Expert: Seas rising should cause concern, not panic
There are many potential apocalyptic signs which threaten the planet Earth, such as nuclear war, a rogue meteorite or an unstoppable killer virus.
But as longtime oceanographer, consultant and former CEO of The Cousteau Society John Englander notes, the sea levels rising is not one of them.
“The fact that the seas are rising, should not be a doom and gloom subject,” Englander told a full audience during the BIG ARTS “Talking Points” seminar last Wednesday. “There doesn’t need to be panic, but instead concern of the rising sea levels.”
Englander certainly knows the subject well, after holding a multiple of CEO chairs of well-known marine societies, as well as being a well-regarded advisor and consultant on the issue of rising seas and marine environmental issues.
In his talk at BIG ARTS, Englander stressed he wasn’t going to preach politics, which the rising sea level issue is a hot political issue, but instead present the facts and research he has uncovered through his 30-plus years of delving into the subject.
His book “High Tide on Main Street: Rising Sea Level and the Coming Coastal Crisis”, has been “picked over by a fine-tooth comb” by the climate change deniers, but “they haven’t found anything to challenge, yet.”
Englander listed several myths about the sea levels rising, including that melting polar ice caps isn’t adding to the problem; technology will not stop it; recycling and other “green” practices won’t stop it; it’s not just a “natural cycle” and that storm surge is unrelated to the levels rising.
He added another misnomer of the affects of rising sea levels is that it happens just at the coastlines, but in actuality, it can also affect the marshlands inland which are connected to tidal rivers, thus causing flooding many miles off the coast.
“We can predict the tides 18.6 years in advance and predict those tides to within an inch,” Englander said. “But as sea levels rise, the water is going to be higher as storms come in.”
In geological time scale terms, the sea rises and falls over a span of 50,000 to 80,000 years. But just over the last 100 years, the sea level has risen an unnatural eight to 10 inches and the trend has been that it’s been rising over the last 150 years.
“The present (sea) level became to be about 6 to 7,000 years ago,” Englander said. “That’s about how long civilization records have been around. But the last 150 years or so, it’s been on the rise.”
Some examples of recent occurrences of flooding off coastlines, which haven’t occurred in the past, includes some Miami streets flooding every 28 days.
The reason behind the sea levels rising is because the seawater has been warmed up by a 1.5 degree of Fahrenheit, which in turn, has been caused by the higher level of carbon dioxide (CO2) emissions in the atmosphere.
Prior to the Industrial Revolution, the CO2 concentrations were estimated 270 million parts per million. By 2014, that number ballooned to 400-plus parts per million, thus causing the “greenhouse effect” and the force behind the climate change push by scientists.

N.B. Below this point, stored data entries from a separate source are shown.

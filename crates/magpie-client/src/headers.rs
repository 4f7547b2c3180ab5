//! Explicit per-request header state.
//!
//! Cookies and the Referer evolve as a crawl walks through a site. That
//! state is owned by the caller and threaded through every fetch instead
//! of living in a process-wide header dictionary: after each response the
//! fetch primitive folds `Set-Cookie` values in and points the Referer at
//! the URL just requested.

use std::collections::BTreeMap;

use reqwest::header::{COOKIE, HeaderMap, HeaderName, HeaderValue, REFERER, SET_COOKIE};

#[derive(Debug, Clone, Default)]
pub struct HeaderState {
    base: Vec<(String, String)>,
    cookies: BTreeMap<String, String>,
    referer: Option<String>,
}

impl HeaderState {
    pub fn new() -> Self {
        Self::default()
    }

    /// Add a static header sent with every request (User-Agent variants,
    /// Accept-Language, site-specific API keys).
    pub fn with(mut self, name: impl Into<String>, value: impl Into<String>) -> Self {
        self.base.push((name.into(), value.into()));
        self
    }

    pub fn set_referer(&mut self, url: &str) {
        self.referer = Some(url.to_string());
    }

    pub fn referer(&self) -> Option<&str> {
        self.referer.as_deref()
    }

    /// Fold every `Set-Cookie` in a response into the cookie jar. Only the
    /// `name=value` pair is kept; attributes after the first `;` are
    /// dropped.
    pub fn absorb_cookies(&mut self, response_headers: &HeaderMap) {
        for value in response_headers.get_all(SET_COOKIE) {
            let Ok(raw) = value.to_str() else { continue };
            let pair = raw.split(';').next().unwrap_or(raw);
            if let Some((name, value)) = pair.split_once('=') {
                self.cookies
                    .insert(name.trim().to_string(), value.trim().to_string());
            }
        }
    }

    /// The current `Cookie` header value, if any cookies are held.
    pub fn cookie_header(&self) -> Option<String> {
        if self.cookies.is_empty() {
            return None;
        }
        Some(
            self.cookies
                .iter()
                .map(|(k, v)| format!("{k}={v}"))
                .collect::<Vec<_>>()
                .join("; "),
        )
    }

    /// Materialize the full header map for one request.
    pub fn to_header_map(&self) -> HeaderMap {
        let mut map = HeaderMap::new();
        for (name, value) in &self.base {
            let Ok(name) = HeaderName::from_bytes(name.as_bytes()) else {
                tracing::warn!(header = %name, "Skipping invalid header name");
                continue;
            };
            let Ok(value) = HeaderValue::from_str(value) else {
                tracing::warn!(header = %name, "Skipping invalid header value");
                continue;
            };
            map.insert(name, value);
        }
        if let Some(cookie) = self.cookie_header()
            && let Ok(value) = HeaderValue::from_str(&cookie)
        {
            map.insert(COOKIE, value);
        }
        if let Some(referer) = &self.referer
            && let Ok(value) = HeaderValue::from_str(referer)
        {
            map.insert(REFERER, value);
        }
        map
    }
}
//! Test utilities: scripted adapter and counting reporter.
//!
//! Handwritten mocks for engine tests. Interior mutability through
//! `Arc<Mutex<_>>` so tests can assert on recorded behavior.

use std::collections::{HashMap, VecDeque};
use std::sync::atomic::{AtomicUsize, Ordering};
use std::sync::{Arc, Mutex};

use crate::adapter::{Adapter, DocumentSink};
use crate::error::CrawlError;
use crate::events::{EngineEvent, EngineReporter};
use crate::identity::WorkerIdentity;

/// What a [`ScriptedAdapter`] should do for one invocation of a task.
#[derive(Debug)]
pub enum TaskOutcome {
    /// Succeed, emitting the given documents.
    Emit(Vec<String>),
    /// Return the error, killing the worker.
    Fail(CrawlError),
}

/// Adapter whose behavior is scripted per task.
///
/// Outcomes registered via [`on`](Self::on) are consumed in order; once a
/// task's script is exhausted (or was never set) the adapter succeeds and
/// emits a single `{"task": …}` document. That default makes
/// fail-once-then-succeed restart scenarios one-liners.
#[derive(Clone)]
pub struct ScriptedAdapter {
    script: Arc<Mutex<HashMap<String, VecDeque<TaskOutcome>>>>,
    /// Tasks that ran to completion, in completion order.
    pub completed: Arc<Mutex<Vec<String>>>,
}

impl ScriptedAdapter {
    #[allow(clippy::new_without_default)]
    pub fn new() -> Self {
        Self {
            script: Arc::new(Mutex::new(HashMap::new())),
            completed: Arc::new(Mutex::new(Vec::new())),
        }
    }

    /// Queue the next outcome for `task`.
    pub fn on(self, task: &str, outcome: TaskOutcome) -> Self {
        self.script
            .lock()
            .unwrap()
            .entry(task.to_string())
            .or_default()
            .push_back(outcome);
        self
    }
}

impl Adapter for ScriptedAdapter {
    type Task = String;

    async fn run(
        &self,
        task: String,
        _identity: &WorkerIdentity,
        sink: &DocumentSink,
    ) -> Result<(), CrawlError> {
        let outcome = self
            .script
            .lock()
            .unwrap()
            .get_mut(&task)
            .and_then(VecDeque::pop_front);

        match outcome {
            Some(TaskOutcome::Fail(error)) => Err(error),
            Some(TaskOutcome::Emit(documents)) => {
                for document in documents {
                    sink.push(document).await?;
                }
                self.completed.lock().unwrap().push(task);
                Ok(())
            }
            None => {
                sink.push(format!("{{\"task\":\"{task}\"}}")).await?;
                self.completed.lock().unwrap().push(task);
                Ok(())
            }
        }
    }
}

/// Reporter that counts fatal and restart events.
#[derive(Clone, Default)]
pub struct CountingReporter {
    fatals: Arc<AtomicUsize>,
    restarts: Arc<AtomicUsize>,
}

impl CountingReporter {
    pub fn fatals(&self) -> usize {
        self.fatals.load(Ordering::SeqCst)
    }

    pub fn restarts(&self) -> usize {
        self.restarts.load(Ordering::SeqCst)
    }
}

impl EngineReporter for CountingReporter {
    fn report(&self, event: EngineEvent<'_>) {
        match event {
            EngineEvent::Fatal { .. } => {
                self.fatals.fetch_add(1, Ordering::SeqCst);
            }
            EngineEvent::WorkerRestarted { .. } => {
                self.restarts.fetch_add(1, Ordering::SeqCst);
            }
            _ => {}
        }
    }
}
use crate::error::CrawlError;

/// Events emitted by the engine for monitoring and alerting.
#[derive(Debug)]
pub enum EngineEvent<'a> {
    Started {
        task_name: &'a str,
        workers: usize,
    },
    WorkerLaunched {
        worker: &'a str,
        rank: usize,
    },
    /// A restart-eligible failure: only the named worker is relaunched.
    WorkerRestarted {
        worker: &'a str,
        error: &'a CrawlError,
    },
    /// A fatal failure: the whole pool is being stopped.
    Fatal {
        worker: &'a str,
        error: &'a CrawlError,
    },
    WorkerExited {
        worker: &'a str,
    },
    AggregatorStopped,
    Stopped {
        task_name: &'a str,
    },
}

/// Receives engine events (decoupled logging/alerting seam).
pub trait EngineReporter: Send + Sync {
    fn report(&self, event: EngineEvent<'_>) {
        let _ = event;
    }
}

/// Reporter that uses the `tracing` crate.
#[derive(Debug, Default, Clone, Copy)]
pub struct TracingReporter;

impl EngineReporter for TracingReporter {
    fn report(&self, event: EngineEvent<'_>) {
        match event {
            EngineEvent::Started { task_name, workers } => {
                tracing::info!(%task_name, %workers, "Engine started");
            }
            EngineEvent::WorkerLaunched { worker, rank } => {
                tracing::info!(%worker, %rank, "Worker launched");
            }
            EngineEvent::WorkerRestarted { worker, error } => {
                tracing::warn!(%worker, %error, "Worker died, restarting");
            }
            EngineEvent::Fatal { worker, error } => {
                tracing::error!(%worker, %error, "Fatal error, stopping all workers");
            }
            EngineEvent::WorkerExited { worker } => {
                tracing::info!(%worker, "Worker exited");
            }
            EngineEvent::AggregatorStopped => {
                tracing::info!("Aggregator stopped");
            }
            EngineEvent::Stopped { task_name } => {
                tracing::info!(%task_name, "Engine stopped");
            }
        }
    }
}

With the climate warming due to higher concentrations of CO2 in the atmosphere, a little known fact is that it’s the land ice is one of the main culprits of the sea levels rising.
Land glaciers have been recorded as melting and that contributes greatly to the levels rising, after pouring into crevices and making its way to the oceans.
Englander explained unlike the floating ice like that of the Arctic polar caps, which do not contribute to the sea levels rising even if it all melts, land ice like glaciers only add to the rising levels.
“It’s like having a glass of water with ice cubes in it and if those ice cubes melt, it doesn’t add to the water level,” Englander said. “That’s simple physics. But, now if you add more ice cubes to the glass and those melt, the levels will rise.”
Another reason the seas are rising, according to Englander, is thermal expansion. Just like a wooden door which swells in the heat, the oceans also expand with more heat. Since the ocean’s water temperature has increased by 1.5 of a degree, the seas have expanded four inches taller.
The issue of the Antarctica glaciers melting or softening where they end up sliding into the ocean is also another concern, albeit one which could be way out into the future.
“Since Antarctica is an island, the glaciers on it would add to the sea levels rising if they were to melt,” Englander said. “If all the glaciers (on land) from Greenland to Alaska to the Alps and Africa, were to melt, that would be enough to raise the seas by 212 feet.”
But there are no predictions which can be made if or when the glaciers on Antarctica will slide, so there are no scientists willing to stake their reputations on how much the melting will add to the oceans.
“So when projections and models are made about how much the sea levels will rise with (glacial melting), Antarctica isn’t included,” Englander added.
But there is plenty of time before people living on the coast line and barrier islands like Sanibel have to start preparing their life boats to float to safety.
“This isn’t the end of the world,” Englander said. “But there is time to prepare. We are OK when we have to prepare for a sudden catastrophe like a hurricane, but we have trouble preparing for slow emergencies. We know it will be a problem someday, but we rather kick the can down the street.
“We need to think of the future generations. Now is time to learn and share the information. It’s time to adapt, but not time to waste.”